Amazon.com, Inc., is an American electronic commerce and cloud computing company headquartered in Seattle, Washington. Founded by Jeff Bezos on July 5, 1994, as an online bookstore, Amazon went public after an initial public offering on May 15, 1997, during the midst of the dot-com bubble. The funds gained from the IPO allowed Amazon to grow quickly, making its first three acquisitions on April 27, 1998, less than a year after the company had gone public.

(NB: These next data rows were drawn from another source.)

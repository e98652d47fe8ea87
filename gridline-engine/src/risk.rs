//! Exposure-based order authorization.

use std::collections::HashMap;

use gridline_core::{ContractId, Price, Quantity, Side, StrategyConfig};
use rust_decimal::Decimal;
use tracing::{debug, warn};

/// Tracks net signed position per contract and gates new orders on the
/// projected notional exposure they would create.
///
/// `authorize` has no side effects; position state only moves when the
/// controller reports a completed fill through [`RiskGate::record_execution`].
#[derive(Debug, Default)]
pub struct RiskGate {
    /// Net signed quantity per contract, buys positive.
    positions: HashMap<ContractId, Quantity>,
}

impl RiskGate {
    #[must_use]
    pub fn new() -> Self {
        Self::default()
    }

    /// Current signed position for a contract.
    #[must_use]
    pub fn position(&self, contract_id: ContractId) -> Quantity {
        self.positions
            .get(&contract_id)
            .copied()
            .unwrap_or(Decimal::ZERO)
    }

    /// Decide whether a proposed order keeps exposure within the
    /// strategy's configured bounds. A bound of zero means unbounded
    /// on that side.
    #[must_use]
    pub fn authorize(
        &self,
        config: &StrategyConfig,
        contract_id: ContractId,
        side: Side,
        quantity: Quantity,
        price: Price,
    ) -> bool {
        let projected = self.position(contract_id) + signed(side, quantity);
        let notional = projected.abs() * price.abs() * config.instrument.multiplier();

        let bound = if projected >= Decimal::ZERO {
            config.max_long_risk
        } else {
            config.max_short_risk
        };
        if bound.is_zero() {
            return true;
        }
        if notional > bound {
            warn!(
                strategy = config.strategy_id,
                contract = contract_id,
                %side,
                %quantity,
                %price,
                %notional,
                %bound,
                "order refused, projected exposure exceeds bound"
            );
            return false;
        }
        true
    }

    /// Apply a completed fill to the tracked position.
    pub fn record_execution(&mut self, contract_id: ContractId, side: Side, quantity: Quantity) {
        let entry = self.positions.entry(contract_id).or_insert(Decimal::ZERO);
        *entry += signed(side, quantity);
        debug!(contract = contract_id, position = %entry, "position updated");
    }
}

fn signed(side: Side, quantity: Quantity) -> Quantity {
    match side {
        Side::Buy => quantity,
        Side::Sell => -quantity,
    }
}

After the dot-com bubble burst on March 11, 2000, several companies that Amazon had invested in went bankrupt, with Amazon's stock price itself sinking to record lows. Despite Amazon's survival, the company made very few investments for the next several years, only acquiring two companies between 2000 and 2004. The company returned to making multiple acquisitions per year in 2005, focusing on acquiring digital retailers and media websites. Starting in 2011, Amazon began shifting its focus to buying technology startups to develop and improve Amazon Echo and grow its Amazon Web Services division.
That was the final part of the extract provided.